- _Description of the task_
Scan the material for the word "Duration", then return every line where it appears.

▶

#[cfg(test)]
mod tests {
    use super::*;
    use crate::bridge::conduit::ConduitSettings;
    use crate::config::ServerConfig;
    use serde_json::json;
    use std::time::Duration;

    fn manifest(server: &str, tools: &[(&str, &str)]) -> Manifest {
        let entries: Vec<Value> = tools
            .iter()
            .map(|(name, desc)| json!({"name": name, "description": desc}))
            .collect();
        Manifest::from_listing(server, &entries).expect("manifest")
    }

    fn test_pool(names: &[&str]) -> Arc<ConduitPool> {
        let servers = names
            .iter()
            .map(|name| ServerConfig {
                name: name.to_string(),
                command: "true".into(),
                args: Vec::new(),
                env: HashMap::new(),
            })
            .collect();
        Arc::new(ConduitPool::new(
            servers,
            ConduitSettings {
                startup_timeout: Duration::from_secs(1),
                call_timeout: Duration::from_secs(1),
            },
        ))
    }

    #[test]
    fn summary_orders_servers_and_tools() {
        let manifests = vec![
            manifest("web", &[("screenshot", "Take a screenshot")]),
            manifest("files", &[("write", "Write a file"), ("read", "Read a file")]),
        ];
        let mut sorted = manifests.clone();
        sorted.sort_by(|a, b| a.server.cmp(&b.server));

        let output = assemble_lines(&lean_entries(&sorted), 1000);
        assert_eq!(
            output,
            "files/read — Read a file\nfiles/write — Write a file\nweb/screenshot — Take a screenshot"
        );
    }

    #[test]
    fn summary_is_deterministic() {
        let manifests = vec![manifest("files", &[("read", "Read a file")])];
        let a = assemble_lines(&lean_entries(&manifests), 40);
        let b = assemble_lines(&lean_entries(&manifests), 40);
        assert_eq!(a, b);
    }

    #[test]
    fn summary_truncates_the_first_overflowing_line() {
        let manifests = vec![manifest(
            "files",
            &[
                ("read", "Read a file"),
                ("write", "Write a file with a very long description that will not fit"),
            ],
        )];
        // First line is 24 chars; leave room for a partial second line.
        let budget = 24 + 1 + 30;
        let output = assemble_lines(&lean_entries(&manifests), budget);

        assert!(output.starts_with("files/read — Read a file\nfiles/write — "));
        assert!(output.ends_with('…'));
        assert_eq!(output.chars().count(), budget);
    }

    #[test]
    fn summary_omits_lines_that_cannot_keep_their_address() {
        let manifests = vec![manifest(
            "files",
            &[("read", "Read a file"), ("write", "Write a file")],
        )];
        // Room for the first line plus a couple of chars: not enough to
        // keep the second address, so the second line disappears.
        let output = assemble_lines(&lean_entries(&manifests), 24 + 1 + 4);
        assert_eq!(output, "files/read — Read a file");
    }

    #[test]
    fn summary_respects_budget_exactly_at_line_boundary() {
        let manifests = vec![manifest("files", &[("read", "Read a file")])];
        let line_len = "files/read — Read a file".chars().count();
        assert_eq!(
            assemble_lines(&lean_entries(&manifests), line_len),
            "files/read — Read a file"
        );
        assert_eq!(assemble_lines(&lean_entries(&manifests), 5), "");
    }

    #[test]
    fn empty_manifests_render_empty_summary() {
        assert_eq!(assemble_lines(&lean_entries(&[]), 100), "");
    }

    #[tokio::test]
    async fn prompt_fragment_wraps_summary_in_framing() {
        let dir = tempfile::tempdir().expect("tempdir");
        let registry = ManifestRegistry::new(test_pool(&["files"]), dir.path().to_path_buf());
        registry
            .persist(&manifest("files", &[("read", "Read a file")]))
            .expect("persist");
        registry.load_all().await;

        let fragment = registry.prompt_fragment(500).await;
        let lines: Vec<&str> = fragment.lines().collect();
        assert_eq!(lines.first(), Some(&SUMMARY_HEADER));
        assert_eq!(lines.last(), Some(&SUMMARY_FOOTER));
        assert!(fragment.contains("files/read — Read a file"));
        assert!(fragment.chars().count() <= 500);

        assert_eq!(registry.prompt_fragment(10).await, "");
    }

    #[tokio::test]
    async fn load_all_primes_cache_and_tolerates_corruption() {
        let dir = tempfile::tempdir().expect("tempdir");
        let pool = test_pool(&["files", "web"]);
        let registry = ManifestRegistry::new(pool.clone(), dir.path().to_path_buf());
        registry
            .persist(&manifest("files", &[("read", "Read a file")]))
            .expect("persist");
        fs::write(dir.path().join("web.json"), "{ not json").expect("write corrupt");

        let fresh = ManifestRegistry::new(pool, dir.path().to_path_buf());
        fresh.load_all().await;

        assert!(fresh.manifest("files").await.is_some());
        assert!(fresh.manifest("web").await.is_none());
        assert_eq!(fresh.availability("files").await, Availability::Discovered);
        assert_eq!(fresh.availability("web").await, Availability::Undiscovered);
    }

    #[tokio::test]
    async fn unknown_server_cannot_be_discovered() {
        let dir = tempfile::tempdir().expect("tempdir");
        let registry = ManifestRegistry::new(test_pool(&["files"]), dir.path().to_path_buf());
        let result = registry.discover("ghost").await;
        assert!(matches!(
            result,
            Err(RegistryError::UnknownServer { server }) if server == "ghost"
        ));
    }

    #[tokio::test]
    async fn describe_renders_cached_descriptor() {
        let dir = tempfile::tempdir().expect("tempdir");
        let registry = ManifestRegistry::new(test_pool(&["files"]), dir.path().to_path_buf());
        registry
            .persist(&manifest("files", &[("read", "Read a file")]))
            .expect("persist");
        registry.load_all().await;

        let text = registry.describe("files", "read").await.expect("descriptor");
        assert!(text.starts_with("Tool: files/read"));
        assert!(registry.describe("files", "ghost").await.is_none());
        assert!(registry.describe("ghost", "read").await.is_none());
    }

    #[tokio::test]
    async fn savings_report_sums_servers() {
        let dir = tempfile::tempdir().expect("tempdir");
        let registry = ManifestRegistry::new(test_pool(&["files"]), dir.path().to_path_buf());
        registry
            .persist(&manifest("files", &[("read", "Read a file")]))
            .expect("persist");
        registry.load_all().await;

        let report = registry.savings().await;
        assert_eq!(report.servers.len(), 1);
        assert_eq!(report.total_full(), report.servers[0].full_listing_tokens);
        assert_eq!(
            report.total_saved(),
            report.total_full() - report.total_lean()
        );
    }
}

◀
▶

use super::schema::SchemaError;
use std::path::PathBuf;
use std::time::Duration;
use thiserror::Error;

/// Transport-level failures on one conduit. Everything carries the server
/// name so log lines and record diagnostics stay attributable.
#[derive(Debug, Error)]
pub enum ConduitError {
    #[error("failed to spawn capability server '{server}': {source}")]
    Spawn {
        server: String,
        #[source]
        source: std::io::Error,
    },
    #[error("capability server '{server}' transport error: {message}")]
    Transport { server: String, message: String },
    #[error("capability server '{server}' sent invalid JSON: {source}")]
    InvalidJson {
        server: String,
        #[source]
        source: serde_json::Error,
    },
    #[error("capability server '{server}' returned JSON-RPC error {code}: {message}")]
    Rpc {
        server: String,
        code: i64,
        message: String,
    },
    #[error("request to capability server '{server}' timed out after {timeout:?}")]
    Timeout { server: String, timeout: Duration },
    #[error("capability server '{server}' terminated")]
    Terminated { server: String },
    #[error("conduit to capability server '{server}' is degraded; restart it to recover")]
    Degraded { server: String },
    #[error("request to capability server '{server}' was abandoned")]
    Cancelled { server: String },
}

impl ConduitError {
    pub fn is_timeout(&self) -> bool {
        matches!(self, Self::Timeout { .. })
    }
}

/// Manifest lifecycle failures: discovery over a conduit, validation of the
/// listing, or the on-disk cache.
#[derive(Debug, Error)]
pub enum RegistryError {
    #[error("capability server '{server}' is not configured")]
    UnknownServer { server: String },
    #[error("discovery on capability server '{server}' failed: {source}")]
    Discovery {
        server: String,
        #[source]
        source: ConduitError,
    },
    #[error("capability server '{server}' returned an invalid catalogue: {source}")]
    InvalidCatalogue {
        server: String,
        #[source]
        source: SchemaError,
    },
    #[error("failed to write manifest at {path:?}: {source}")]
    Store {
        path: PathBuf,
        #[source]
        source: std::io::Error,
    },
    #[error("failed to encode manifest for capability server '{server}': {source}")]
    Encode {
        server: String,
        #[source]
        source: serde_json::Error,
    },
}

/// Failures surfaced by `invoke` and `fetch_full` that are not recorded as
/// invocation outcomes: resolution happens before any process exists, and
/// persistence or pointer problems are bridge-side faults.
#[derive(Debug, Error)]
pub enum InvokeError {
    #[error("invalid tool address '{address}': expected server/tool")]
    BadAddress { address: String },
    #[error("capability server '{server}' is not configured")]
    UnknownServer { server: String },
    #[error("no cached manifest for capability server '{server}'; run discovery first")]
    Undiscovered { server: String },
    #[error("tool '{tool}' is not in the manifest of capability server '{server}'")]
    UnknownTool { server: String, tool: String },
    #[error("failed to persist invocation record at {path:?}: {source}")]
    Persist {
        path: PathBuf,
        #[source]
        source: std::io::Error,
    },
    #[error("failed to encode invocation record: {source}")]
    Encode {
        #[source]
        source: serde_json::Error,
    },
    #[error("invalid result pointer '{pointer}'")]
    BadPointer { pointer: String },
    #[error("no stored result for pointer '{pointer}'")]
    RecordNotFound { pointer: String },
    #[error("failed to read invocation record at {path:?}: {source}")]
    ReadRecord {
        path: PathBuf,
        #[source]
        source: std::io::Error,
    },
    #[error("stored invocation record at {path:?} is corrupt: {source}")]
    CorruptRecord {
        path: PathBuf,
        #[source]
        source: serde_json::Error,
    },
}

◀

- _Solution to this task_
    use std::time::Duration;
                startup_timeout: Duration::from_secs(1),
                call_timeout: Duration::from_secs(1),
use std::time::Duration;
    Timeout { server: String, timeout: Duration },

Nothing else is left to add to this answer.